The overall new car market plummeted by 20.5% in September, figures released by the Society of Motor Manufacturers and Traders show.
According to the SMMT, 338,834 cars were registered during the crucial plate-change month, 87,000 less than in September 2017 with the SMMT blaming the late introduction of the new WLTP testing regime.
The fleet sector was hardest hit, with fleet registrations dropping by 22.4% to 155,417 units – 45,000 less than 12 months ago.
Diesel car registrations continued to fall – by 42.5% compared with September 2017 – as did the number of petrol cars registered (down by 6.7%), however, the number of alternatively-fuelled vehicles registered during the month increased by 3.9% to 23,507 units.
Year-to-date performance is currently down by 7.5% compared with the first nine months of 2017, with the SMMT attributing this drop to weakening consumer confidence in the wake of the Brexit vote.
“With the industry given barely a year to reapprove the entire European model line-up, it’s no surprise that we’ve seen bottlenecks and a squeeze on supply. These are exceptional circumstances with similar declines seen in other major European markets. The good news is that, as backlogs ease, consumers and businesses can look forward to a raft of exciting high-tech cars and a market keen to recover lost momentum,” said Mike Hawes, SMMT chief executive.

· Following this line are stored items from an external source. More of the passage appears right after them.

use ndarray::Array2;
use rand::rngs::SmallRng;
use rand::{Rng, SeedableRng};

use super::*;
use crate::types::nd;

/// Uniform rejection-sampling mine placement with a cleared zone around the
/// board center.
///
/// A cell is eligible only when both its column distance and its row distance
/// from the center exceed one, so mines land in the four quadrants outside
/// the three-wide cross through the center. Feasibility is checked up front:
/// asking for more mines than there are eligible cells is a construction
/// error rather than an endless resampling loop.
#[derive(Copy, Clone, Debug, PartialEq)]
pub struct RandomMinefieldGenerator {
    seed: u64,
}

impl RandomMinefieldGenerator {
    pub const fn new(seed: u64) -> Self {
        Self { seed }
    }
}

impl MinefieldGenerator for RandomMinefieldGenerator {
    fn generate(self, config: BoardConfig) -> Result<Array2<i8>> {
        let available = config.eligible_mine_cells();
        if config.mines > available {
            log::warn!(
                "cannot place {} mines, only {} cells are eligible",
                config.mines,
                available
            );
            return Err(GameError::UnplaceableMines {
                requested: config.mines,
                available,
            });
        }

        let (center_column, center_row) = config.center();
        let bounds = (config.width, config.height);
        let mut values = Array2::zeros([config.width as usize, config.height as usize]);
        let mut rng = SmallRng::seed_from_u64(self.seed);

        for _ in 0..config.mines {
            // resample until we hit an unmined cell clear of the center cross
            let coords = loop {
                let column = rng.random_range(0..config.width);
                let row = rng.random_range(0..config.height);
                if values[nd((column, row))] != MINE
                    && column.abs_diff(center_column) > 1
                    && row.abs_diff(center_row) > 1
                {
                    break (column, row);
                }
            };
            place_mine(&mut values, coords, bounds);
        }

        Ok(values)
    }
}

#[cfg(test)]
mod tests {
    use super::*;
    use crate::neighbors;

    fn generate(config: BoardConfig, seed: u64) -> Array2<i8> {
        RandomMinefieldGenerator::new(seed)
            .generate(config)
            .unwrap()
    }

    #[test]
    fn places_exactly_the_requested_mine_count() {
        for seed in 0..8 {
            let values = generate(BoardConfig::new(9, 9, 10), seed);
            let mines = values.iter().filter(|&&value| value == MINE).count();
            assert_eq!(mines, 10);
        }
    }

    #[test]
    fn non_mine_values_count_their_mined_neighbors() {
        let config = BoardConfig::new(9, 9, 10);
        let values = generate(config, 42);

        for column in 0..config.width {
            for row in 0..config.height {
                let value = values[nd((column, row))];
                if value == MINE {
                    continue;
                }
                let mined = neighbors((column, row), (config.width, config.height))
                    .filter(|&pos| values[nd(pos)] == MINE)
                    .count();
                assert_eq!(value as usize, mined, "at ({column}, {row})");
            }
        }
    }

    #[test]
    fn mines_stay_clear_of_the_center_cross() {
        let config = BoardConfig::new(9, 9, 10);
        let (center_column, center_row) = config.center();

        for seed in 0..16 {
            let values = generate(config, seed);
            for column in 0..config.width {
                for row in 0..config.height {
                    if values[nd((column, row))] == MINE {
                        assert!(column.abs_diff(center_column) > 1, "mine at ({column}, {row})");
                        assert!(row.abs_diff(center_row) > 1, "mine at ({column}, {row})");
                    }
                }
            }
        }
    }

    #[test]
    fn same_seed_reproduces_the_same_minefield() {
        let config = BoardConfig::new(12, 10, 14);
        assert_eq!(generate(config, 7), generate(config, 7));
    }

    #[test]
    fn infeasible_mine_count_is_a_construction_error() {
        // 9x9 leaves a 6x6 eligible area; one more mine than fits must fail
        // instead of resampling forever
        let result = RandomMinefieldGenerator::new(0).generate(BoardConfig::new(9, 9, 37));
        assert_eq!(
            result,
            Err(GameError::UnplaceableMines {
                requested: 37,
                available: 36,
            })
        );
    }

    #[test]
    fn full_eligible_area_is_still_feasible() {
        let values = generate(BoardConfig::new(9, 9, 36), 3);
        let mines = values.iter().filter(|&&value| value == MINE).count();
        assert_eq!(mines, 36);
    }
}
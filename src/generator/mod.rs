use ndarray::Array2;

use crate::types::nd;
use crate::{BoardConfig, Coord2, GameError, MINE, Result, neighbors};

pub use random::*;

mod random;

/// Produces the value grid for a new board: `-1` per mine, adjacency counts
/// everywhere else. Indexed `(column, row)`.
pub trait MinefieldGenerator {
    fn generate(self, config: BoardConfig) -> Result<Array2<i8>>;
}

/// Places mines at fixed coordinates, deriving adjacency counts the same way
/// random generation does. Intended for tests and replayable layouts; it
/// applies no exclusion zone.
#[derive(Clone, Debug, PartialEq)]
pub struct FixedMinefieldGenerator<'a> {
    mines: &'a [Coord2],
}

impl<'a> FixedMinefieldGenerator<'a> {
    pub const fn new(mines: &'a [Coord2]) -> Self {
        Self { mines }
    }
}

impl MinefieldGenerator for FixedMinefieldGenerator<'_> {
    fn generate(self, config: BoardConfig) -> Result<Array2<i8>> {
        let bounds = (config.width, config.height);
        let mut values = Array2::zeros([config.width as usize, config.height as usize]);

        for &coords in self.mines {
            if coords.0 >= config.width || coords.1 >= config.height {
                return Err(GameError::InvalidCoords);
            }
            if values[nd(coords)] != MINE {
                place_mine(&mut values, coords, bounds);
            }
        }

        Ok(values)
    }
}

/// Marks `coords` as a mine and bumps the count of every in-bounds neighbor
/// that is not itself a mine.
pub(crate) fn place_mine(values: &mut Array2<i8>, coords: Coord2, bounds: Coord2) {
    values[nd(coords)] = MINE;
    for pos in neighbors(coords, bounds) {
        let neighbor = &mut values[nd(pos)];
        if *neighbor != MINE {
            *neighbor += 1;
        }
    }
}
use std::sync::{Arc, Mutex};

use anyhow::{Context, Result};
use tracing::{info, warn};

use crate::stream::CancelToken;

/// First Ctrl+C cancels the stream; a second one exits immediately. Provider
/// processes are stopped by the caller once the consumer has finalized.
pub(crate) fn install_interrupt_handler(cancel: CancelToken) -> Result<()> {
    ctrlc::set_handler(move || {
        if cancel.is_cancelled() {
            std::process::exit(130);
        }
        cancel.cancel();
        info!("interrupt received");
    })
    .context("install interrupt handler")
}

/// Sends SIGTERM to every registered child and clears the list.
pub(crate) fn terminate_children(child_pids: &Arc<Mutex<Vec<u32>>>) -> usize {
    let pids = match child_pids.lock() {
        Ok(mut pids) => std::mem::take(&mut *pids),
        Err(_) => return 0,
    };
    pids.into_iter().filter(|pid| kill_pid(*pid)).count()
}

fn kill_pid(pid: u32) -> bool {
    let Ok(raw) = libc::pid_t::try_from(pid) else {
        return false;
    };
    let sent = unsafe { libc::kill(raw, libc::SIGTERM) == 0 };
    if !sent {
        warn!(pid, "failed to signal child process");
    }
    sent
}

#[cfg(test)]
mod tests {
    use super::*;
    use std::process::Command;

    #[test]
    fn terminate_children_stops_registered_processes() {
        let mut child = Command::new("sleep")
            .arg("30")
            .spawn()
            .expect("spawn sleep");
        let pids = Arc::new(Mutex::new(vec![child.id()]));

        assert_eq!(terminate_children(&pids), 1);
        let status = child.wait().expect("wait for sleep");
        assert!(!status.success());
        assert!(pids.lock().expect("pid list").is_empty());
    }

    #[test]
    fn empty_list_stops_nothing() {
        let pids = Arc::new(Mutex::new(Vec::new()));
        assert_eq!(terminate_children(&pids), 0);
    }
}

Ashley Barnett, head of consultancy at Lex Autolease, added: “September’s decline is not unexpected, as new emissions testing has disrupted supply and uncertainty in the market is still affecting motorists’ ability to make confident purchasing decisions. From a company car driver’s perspective, the lack of long-term clarity around tax means there’s no way of knowing a vehicle’s cost for the contract duration. Drivers of low-emission vehicles can be fairly confident that the government will favour them in its longer-term tax planning, but even they are keen for some assurance.